While many of us are aware that multiplanar movements should be used to decrease injury risk and increase general strength, we frequently approach anti-rotational, asymmetrically loaded workouts incorrectly.

The ability to load it heavily, according to Dellanave, is crucial. The majority of people believe that performing heavy deadlifts followed by mild, single-leg kettlebell deadlifts will balance each other out. That is not how the body functions. Therefore, the main advantage is that you can load it heavily.

Spending a few weeks substituting with Jefferson deadlifts may be a good approach to break through a plateau or lessen or eliminate pain if your conventional deadlift numbers are stagnating if they’re creating back pain. This is the procedure.

Working muscles

Large compound lifts like the Jefferson deadlift work practically all of your muscles. It’s a massive full-body workout that will prepare you from head to toe (more or less).

This exercise primarily focuses your posterior chain muscles, just like the traditional deadlift and many other hip-hinge exercises (all the muscles that are on your backside). Almost all of the muscle groups that the traditional deadlift works are mostly worked out. But because of the more upright starting position, this exercise will be easier and less taxing on your back muscles than the original lift. Additionally, your lower body and considerably bigger quadriceps are involved in this lift.

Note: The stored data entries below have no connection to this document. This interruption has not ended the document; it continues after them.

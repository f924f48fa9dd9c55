//! # Collaborator Wiring
//!
//! Builds the language-model, search and safety collaborators from the
//! application configuration. Every outbound call goes through one shared
//! [`RateGate`], so concurrent sessions in this process draw from the same
//! token bucket. Language-model calls retry transient errors with backoff,
//! taking a fresh token per attempt.

use anyhow::{Context, Result};
use rig::client::{CompletionClient, ProviderClient};
use rig::providers::{gemini, ollama};
use std::sync::Arc;
use tracing::{debug, info};

use research_workflow::{
    Collaborators, CompletionProvider, LayeredPolicy, LlmSafetyPolicy, RateGate,
    ResearchPrompts, Retrying, RigCompletionProvider, RulePolicy, SafetyPolicy,
    TavilySearchProvider, Throttled,
};

use crate::config::{AppConfig, Provider};

/// Build all collaborators for a run.
pub fn build_collaborators(config: &AppConfig) -> Result<Collaborators> {
    let gate = Arc::new(RateGate::from_config(&config.workflow.rate_limit));

    let llm = build_llm(config, gate.clone());

    let tavily_key = config
        .tavily_api_key
        .clone()
        .context("TAVILY_API_KEY is not set")?;
    let search = Arc::new(Throttled::new(TavilySearchProvider::new(tavily_key), gate));

    let rules = RulePolicy::from_config(&config.workflow.safety)
        .context("Invalid safety policy configuration")?;
    let safety: Arc<dyn SafetyPolicy> = if config.workflow.safety.llm_review {
        debug!("LLM review enabled for uncertain safety verdicts");
        Arc::new(LayeredPolicy::new(rules).with_reviewer(LlmSafetyPolicy::new(llm.clone())))
    } else {
        Arc::new(rules)
    };

    Ok(Collaborators::new(llm, search, safety))
}

fn build_llm(config: &AppConfig, gate: Arc<RateGate>) -> Arc<dyn CompletionProvider> {
    let model = config.model();
    let retry = config.workflow.llm_retry.clone();

    match config.provider {
        Provider::Gemini => {
            // Reads GEMINI_API_KEY, which validate() has already checked
            let client = gemini::Client::from_env();
            let agent = client
                .agent(model)
                .preamble(ResearchPrompts::system())
                .build();
            info!(model = %model, "Using Gemini");
            let throttled = Throttled::new(RigCompletionProvider::new(agent, "gemini"), gate);
            Arc::new(Retrying::new(throttled, retry))
        }
        Provider::Ollama => {
            // ollama::Client::from_env() reads OLLAMA_API_BASE_URL
            std::env::set_var("OLLAMA_API_BASE_URL", &config.ollama_host);
            let client = ollama::Client::from_env();
            let agent = client
                .agent(model)
                .preamble(ResearchPrompts::system())
                .build();
            info!(model = %model, host = %config.ollama_host, "Using Ollama");
            let throttled = Throttled::new(RigCompletionProvider::new(agent, "ollama"), gate);
            Arc::new(Retrying::new(throttled, retry))
        }
    }
}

The principal muscles involved:

  1. Glutes
  2. Hamstrings
  3. Lower back

Targeted secondary muscle groups:

  1. Quads
  2. Stabilizer muscles
  3. Trapezius
  4. Upper back
  5. Forearms
  6. Lats

Benefits of a Jefferson deadlift

1. It is a complex workout for the entire body

This exercise is a terrific compound raise for the entire body. Perhaps you’re curious to know what a compound exercise is. Those workouts, then, use several muscular groups simultaneously. Your posterior chain muscles must all coordinate perfectly and symmetrically to lift the weight and complete the lift.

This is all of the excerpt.